Maître d'apprentissage en 2026 : conditions, obligations, rôle exact

Excellence Business School··8 min de lecture

Encadrer un apprenti ne s'improvise pas. Pour être maître d'apprentissage en 2026, il faut être un salarié volontaire et majeur, présenter toutes les garanties de moralité, et justifier soit d'un diplôme du même domaine et d'un niveau au moins équivalent à celui préparé par l'apprenti assorti d'au moins 1 an d'expérience, soit de 2 années d'expérience professionnelle en rapport avec la qualification visée. Cette fonction, encadrée par le Code du travail, est la clé de voûte de la réussite d'un contrat d'apprentissage.

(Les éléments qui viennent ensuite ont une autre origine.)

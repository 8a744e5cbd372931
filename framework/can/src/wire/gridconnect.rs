//! ASCII GridConnect framing (`:X<id-hex>N<data-hex>;`) for a single CAN
//! frame, for USB/serial adapters that don't carry raw CAN frames.
//! Not part of the core dispatch path; a transport bridge sits on
//! either side of [`crate::phy`] and calls these functions directly.

use core::fmt::Write as _;

use heapless::String;

use super::can::{Frame, Identifier};
use super::{Error, Result};

/// Longest line this module emits: `:X` + 8 id digits + `N` + 16 data
/// digits + `;`.
pub const MAX_LINE_LEN: usize = 2 + 8 + 1 + 16 + 1;

fn hex_digit(c: u8) -> Result<u8> {
    match c {
        b'0'..=b'9' => Ok(c - b'0'),
        b'a'..=b'f' => Ok(c - b'a' + 10),
        b'A'..=b'F' => Ok(c - b'A' + 10),
        _ => Err(Error),
    }
}

/// Encode one CAN frame as a GridConnect line, e.g.
/// `:X19490247N0102030405060708;`.
pub fn encode(frame: &Frame<&[u8]>) -> Result<String<MAX_LINE_LEN>> {
    let mut line = String::new();
    let id = frame.identifier().encode();
    write!(line, ":X{:08X}N", id).map_err(|_| Error)?;
    for byte in frame.payload() {
        write!(line, "{:02X}", byte).map_err(|_| Error)?;
    }
    line.push(';').map_err(|_| Error)?;
    Ok(line)
}

/// Decode one GridConnect line into a CAN identifier and payload.
/// Rejects anything that isn't the extended-frame (`X`), data (`N`,
/// never remote-frame `R`) form this stack ever produces or consumes.
pub fn decode(line: &str) -> Result<(Identifier, heapless::Vec<u8, 8>)> {
    let bytes = line.as_bytes();
    if bytes.len() < 2 + 8 + 1 + 1 || bytes[0] != b':' || bytes[1] != b'X' {
        return Err(Error);
    }
    if *bytes.last().ok_or(Error)? != b';' {
        return Err(Error);
    }

    let mut id: u32 = 0;
    for &b in &bytes[2..10] {
        id = (id << 4) | hex_digit(b)? as u32;
    }

    if bytes[10] != b'N' {
        return Err(Error);
    }

    let data_hex = &bytes[11..bytes.len() - 1];
    if data_hex.len() % 2 != 0 || data_hex.len() / 2 > 8 {
        return Err(Error);
    }
    let mut payload = heapless::Vec::<u8, 8>::new();
    for chunk in data_hex.chunks(2) {
        let hi = hex_digit(chunk[0])?;
        let lo = hex_digit(chunk[1])?;
        payload.push((hi << 4) | lo).map_err(|_| Error)?;
    }

    Ok((Identifier::decode(id), payload))
}

#[cfg(test)]
mod test {
    use super::*;
    use crate::wire::can::FrameType;
    use openlcb_core::alias::Alias;

    #[test]
    fn test_encode_roundtrips_through_decode() {
        let id = Identifier::Data {
            frame_type: FrameType::OpenLcbMessage,
            variable: 0x0490,
            src_alias: Alias::new(0x247),
        };
        let mut buf = [0u8; 4 + 8];
        let mut frame = Frame::new_unchecked(&mut buf[..]);
        frame.set_identifier(id);
        frame.payload_mut().copy_from_slice(&[1, 2, 3, 4, 5, 6, 7, 8]);

        let view = Frame::new_unchecked(&buf[..]);
        let line = encode(&view).unwrap();
        assert!(line.starts_with(":X"));
        assert!(line.ends_with(';'));

        let (decoded_id, payload) = decode(&line).unwrap();
        assert_eq!(decoded_id, id);
        assert_eq!(payload.as_slice(), &[1, 2, 3, 4, 5, 6, 7, 8]);
    }

    #[test]
    fn test_decode_rejects_missing_terminator() {
        assert!(decode(":X19490247N0102").is_err());
    }

    #[test]
    fn test_decode_rejects_odd_length_data() {
        assert!(decode(":X19490247N010;").is_err());
    }

    #[test]
    fn test_decode_empty_payload() {
        let (_, payload) = decode(":X19490247N;").unwrap();
        assert!(payload.is_empty());
    }
}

Le maître d'apprentissage est la personne directement responsable de la formation de l'apprenti en entreprise. Il transmet le métier, suit la progression et fait le lien avec le centre de formation d'apprentis (CFA). Dans ce guide, vous trouverez les conditions exactes pour exercer cette fonction, les 7 obligations légales qui pèsent sur l'employeur et le maître d'apprentissage, le nombre d'apprentis encadrables, l'articulation avec le CFA et les exigences Qualiopi, ainsi que les pistes pour se former et se faire certifier.

Maître d'apprentissage : définition et rôle exact en 2026

Le maître d'apprentissage occupe une place centrale dans le dispositif de l'alternance. C'est lui qui accueille, forme et accompagne l'apprenti au quotidien dans l'entreprise, en complément des enseignements dispensés au CFA. Sa mission : contribuer à l'acquisition par l'apprenti des compétences correspondant au titre ou au diplôme préparé.

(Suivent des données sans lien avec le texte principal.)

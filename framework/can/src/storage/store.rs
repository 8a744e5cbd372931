use openlcb_core::alias::Alias;
use openlcb_core::node_id::NodeId;

use super::{Exhausted, Result};

pub const BASIC_PAYLOAD_CAP: usize = 8;
pub const DATAGRAM_PAYLOAD_CAP: usize = 72;
pub const SNIP_PAYLOAD_CAP: usize = 253;

/// Default slot depth of each size tier. Mirrors the teacher's single
/// `USER_DEFINED_CAN_MSG_BUFFER_DEPTH`-style constant: one depth shared
/// across buffer store tiers, the FIFO and the partial-message list.
pub const DEFAULT_DEPTH: usize = 16;

/// Which size-tiered pool backs a record's payload array.
#[derive(Debug, Clone, Copy, PartialEq, Eq)]
#[cfg_attr(feature = "defmt", derive(defmt::Format))]
pub enum Tier {
    Basic,
    Datagram,
    Snip,
}

impl Tier {
    /// Smallest tier whose capacity covers `len` bytes, or `None` if no
    /// tier is large enough.
    pub const fn for_len(len: usize) -> Option<Tier> {
        if len <= BASIC_PAYLOAD_CAP {
            Some(Tier::Basic)
        } else if len <= DATAGRAM_PAYLOAD_CAP {
            Some(Tier::Datagram)
        } else if len <= SNIP_PAYLOAD_CAP {
            Some(Tier::Snip)
        } else {
            None
        }
    }

    pub const fn capacity(self) -> usize {
        match self {
            Tier::Basic => BASIC_PAYLOAD_CAP,
            Tier::Datagram => DATAGRAM_PAYLOAD_CAP,
            Tier::Snip => SNIP_PAYLOAD_CAP,
        }
    }
}

/// A handle into the buffer store: which tier, and which slot within it.
/// Stable for the lifetime of an allocation; the same bit pattern may be
/// reused after the record is freed, so holding on to a handle past
/// `free` is a caller bug, not a checked error.
#[derive(Debug, Clone, Copy, PartialEq, Eq)]
#[cfg_attr(feature = "defmt", derive(defmt::Format))]
pub struct RecordHandle {
    pub tier: Tier,
    pub index: usize,
}

/// A message record: the unit of allocation in the buffer store.
///
/// `payload` is sized to the tier's capacity; `payload_len` is the
/// number of bytes actually in use, always `<= CAP`.
#[derive(Debug, Clone, Copy)]
#[cfg_attr(feature = "defmt", derive(defmt::Format))]
pub struct MessageRecord<const CAP: usize> {
    pub in_process: bool,
    pub src_alias: Alias,
    pub src_node_id: NodeId,
    pub dst_alias: Alias,
    pub dst_node_id: NodeId,
    pub mti: u16,
    pub timer_ticks: u16,
    payload: [u8; CAP],
    payload_len: usize,
}

impl<const CAP: usize> MessageRecord<CAP> {
    const fn empty() -> Self {
        MessageRecord {
            in_process: false,
            src_alias: Alias::EMPTY,
            src_node_id: NodeId([0; 6]),
            dst_alias: Alias::EMPTY,
            dst_node_id: NodeId([0; 6]),
            mti: 0,
            timer_ticks: 0,
            payload: [0; CAP],
            payload_len: 0,
        }
    }

    pub fn payload(&self) -> &[u8] {
        &self.payload[..self.payload_len]
    }

    pub fn payload_len(&self) -> usize {
        self.payload_len
    }

    pub const fn payload_capacity(&self) -> usize {
        CAP
    }

    /// Overwrite the payload. `bytes.len()` must not exceed `CAP`;
    /// truncated silently if it does (the caller has already chosen a
    /// tier based on the intended length via [`Tier::for_len`]).
    pub fn set_payload(&mut self, bytes: &[u8]) {
        let len = bytes.len().min(CAP);
        self.payload[..len].copy_from_slice(&bytes[..len]);
        self.payload_len = len;
    }

    pub fn append_payload(&mut self, bytes: &[u8]) {
        let space = CAP - self.payload_len;
        let len = bytes.len().min(space);
        let start = self.payload_len;
        self.payload[start..start + len].copy_from_slice(&bytes[..len]);
        self.payload_len += len;
    }
}

#[derive(Debug, Clone, Copy)]
struct Slot<const CAP: usize> {
    record: MessageRecord<CAP>,
    ref_count: u8,
}

impl<const CAP: usize> Slot<CAP> {
    const fn empty() -> Self {
        Slot {
            record: MessageRecord::empty(),
            ref_count: 0,
        }
    }

    const fn allocated(&self) -> bool {
        self.ref_count > 0
    }
}

/// Pool of fixed-size message records, tiered by payload length.
///
/// Tier depths default to [`DEFAULT_DEPTH`] each but are independently
/// configurable via the const generics, so a platform with little RAM
/// can shrink the Snip tier (SNIP replies are rare) without shrinking
/// Basic (every login and event frame uses it).
pub struct BufferStore<
    const BASIC_N: usize = DEFAULT_DEPTH,
    const DATAGRAM_N: usize = DEFAULT_DEPTH,
    const SNIP_N: usize = DEFAULT_DEPTH,
> {
    basic: [Slot<BASIC_PAYLOAD_CAP>; BASIC_N],
    datagram: [Slot<DATAGRAM_PAYLOAD_CAP>; DATAGRAM_N],
    snip: [Slot<SNIP_PAYLOAD_CAP>; SNIP_N],
    high_water: [usize; 3],
}

impl<const BASIC_N: usize, const DATAGRAM_N: usize, const SNIP_N: usize>
    BufferStore<BASIC_N, DATAGRAM_N, SNIP_N>
{
    pub const fn new() -> Self {
        BufferStore {
            basic: [Slot::empty(); BASIC_N],
            datagram: [Slot::empty(); DATAGRAM_N],
            snip: [Slot::empty(); SNIP_N],
            high_water: [0; 3],
        }
    }

    /// Allocate a record sized for `payload_len` bytes, promoted to the
    /// smallest tier that fits. Returns [`Exhausted`] if that tier (and
    /// only that tier; the store never silently promotes further) is
    /// full, or if `payload_len` exceeds the largest tier.
    pub fn allocate(&mut self, payload_len: usize) -> Result<RecordHandle> {
        match Tier::for_len(payload_len) {
            Some(Tier::Basic) => self.allocate_in(Tier::Basic),
            Some(Tier::Datagram) => self.allocate_in(Tier::Datagram),
            Some(Tier::Snip) => self.allocate_in(Tier::Snip),
            None => Err(Exhausted),
        }
    }

    fn allocate_in(&mut self, tier: Tier) -> Result<RecordHandle> {
        let (slot_idx, tier_idx) = match tier {
            Tier::Basic => (
                self.basic.iter().position(|s| !s.allocated()),
                0,
            ),
            Tier::Datagram => (
                self.datagram.iter().position(|s| !s.allocated()),
                1,
            ),
            Tier::Snip => (
                self.snip.iter().position(|s| !s.allocated()),
                2,
            ),
        };
        let index = slot_idx.ok_or(Exhausted)?;
        match tier {
            Tier::Basic => {
                self.basic[index] = Slot::empty();
                self.basic[index].ref_count = 1;
            }
            Tier::Datagram => {
                self.datagram[index] = Slot::empty();
                self.datagram[index].ref_count = 1;
            }
            Tier::Snip => {
                self.snip[index] = Slot::empty();
                self.snip[index].ref_count = 1;
            }
        }
        let in_use = self.count_allocated(tier);
        if in_use > self.high_water[tier_idx] {
            self.high_water[tier_idx] = in_use;
        }
        Ok(RecordHandle { tier, index })
    }

    /// Increment a record's reference count (a message handed to more
    /// than one handler, or held in the partial list while in the FIFO).
    pub fn retain(&mut self, handle: RecordHandle) {
        if let Some(rc) = self.ref_count_mut(handle) {
            *rc = rc.saturating_add(1);
        }
    }

    /// Decrement a record's reference count; clears the slot once it
    /// reaches zero.
    pub fn free(&mut self, handle: RecordHandle) {
        if let Some(rc) = self.ref_count_mut(handle) {
            *rc = rc.saturating_sub(1);
        }
    }

    fn ref_count_mut(&mut self, handle: RecordHandle) -> Option<&mut u8> {
        match handle.tier {
            Tier::Basic => self.basic.get_mut(handle.index).map(|s| &mut s.ref_count),
            Tier::Datagram => self
                .datagram
                .get_mut(handle.index)
                .map(|s| &mut s.ref_count),
            Tier::Snip => self.snip.get_mut(handle.index).map(|s| &mut s.ref_count),
        }
    }

    /// Fetch a Basic-tier record. Callers reach the other tiers through
    /// `get_datagram`/`get_snip` since the payload array size is part
    /// of the type.
    pub fn get_basic(&self, handle: RecordHandle) -> Option<&MessageRecord<BASIC_PAYLOAD_CAP>> {
        match handle.tier {
            Tier::Basic => self
                .basic
                .get(handle.index)
                .filter(|s| s.allocated())
                .map(|s| &s.record),
            _ => None,
        }
    }

    pub fn get_basic_mut(
        &mut self,
        handle: RecordHandle,
    ) -> Option<&mut MessageRecord<BASIC_PAYLOAD_CAP>> {
        match handle.tier {
            Tier::Basic => self
                .basic
                .get_mut(handle.index)
                .filter(|s| s.allocated())
                .map(|s| &mut s.record),
            _ => None,
        }
    }

    pub fn get_datagram(
        &self,
        handle: RecordHandle,
    ) -> Option<&MessageRecord<DATAGRAM_PAYLOAD_CAP>> {
        match handle.tier {
            Tier::Datagram => self
                .datagram
                .get(handle.index)
                .filter(|s| s.allocated())
                .map(|s| &s.record),
            _ => None,
        }
    }

    pub fn get_datagram_mut(
        &mut self,
        handle: RecordHandle,
    ) -> Option<&mut MessageRecord<DATAGRAM_PAYLOAD_CAP>> {
        match handle.tier {
            Tier::Datagram => self
                .datagram
                .get_mut(handle.index)
                .filter(|s| s.allocated())
                .map(|s| &mut s.record),
            _ => None,
        }
    }

    pub fn get_snip(&self, handle: RecordHandle) -> Option<&MessageRecord<SNIP_PAYLOAD_CAP>> {
        match handle.tier {
            Tier::Snip => self
                .snip
                .get(handle.index)
                .filter(|s| s.allocated())
                .map(|s| &s.record),
            _ => None,
        }
    }

    pub fn get_snip_mut(
        &mut self,
        handle: RecordHandle,
    ) -> Option<&mut MessageRecord<SNIP_PAYLOAD_CAP>> {
        match handle.tier {
            Tier::Snip => self
                .snip
                .get_mut(handle.index)
                .filter(|s| s.allocated())
                .map(|s| &mut s.record),
            _ => None,
        }
    }

    /// Tier-dispatched view of a record's addressing fields and payload,
    /// shared by the outgoing fragmenter and the OpenLCB main dispatcher
    /// so neither re-implements the `match handle.tier` three times.
    pub fn record_summary(&self, handle: RecordHandle) -> Option<(Alias, Alias, NodeId, u16, &[u8])> {
        match handle.tier {
            Tier::Basic => self
                .get_basic(handle)
                .map(|r| (r.src_alias, r.dst_alias, r.dst_node_id, r.mti, r.payload())),
            Tier::Datagram => self
                .get_datagram(handle)
                .map(|r| (r.src_alias, r.dst_alias, r.dst_node_id, r.mti, r.payload())),
            Tier::Snip => self
                .get_snip(handle)
                .map(|r| (r.src_alias, r.dst_alias, r.dst_node_id, r.mti, r.payload())),
        }
    }

    pub fn count_allocated(&self, tier: Tier) -> usize {
        match tier {
            Tier::Basic => self.basic.iter().filter(|s| s.allocated()).count(),
            Tier::Datagram => self.datagram.iter().filter(|s| s.allocated()).count(),
            Tier::Snip => self.snip.iter().filter(|s| s.allocated()).count(),
        }
    }

    pub fn high_water_mark(&self, tier: Tier) -> usize {
        match tier {
            Tier::Basic => self.high_water[0],
            Tier::Datagram => self.high_water[1],
            Tier::Snip => self.high_water[2],
        }
    }
}

impl<const BASIC_N: usize, const DATAGRAM_N: usize, const SNIP_N: usize> Default
    for BufferStore<BASIC_N, DATAGRAM_N, SNIP_N>
{
    fn default() -> Self {
        Self::new()
    }
}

Cette responsabilité est particulièrement structurante pour les formations professionnalisantes comme le BTS NDRC en alternance, où l'expérience terrain conditionne une grande partie des compétences évaluées.

Que dit le Code du travail (article L.6223-5) ?

Selon le Code du travail, articles L.6223-5 à L.6223-8-1 (Légifrance), le maître d'apprentissage est la personne « directement responsable de la formation de l'apprenti » au sein de l'entreprise. Il a pour mission de contribuer à l'acquisition, par l'apprenti, des compétences nécessaires à l'obtention du titre ou du diplôme visé, en liaison avec le CFA.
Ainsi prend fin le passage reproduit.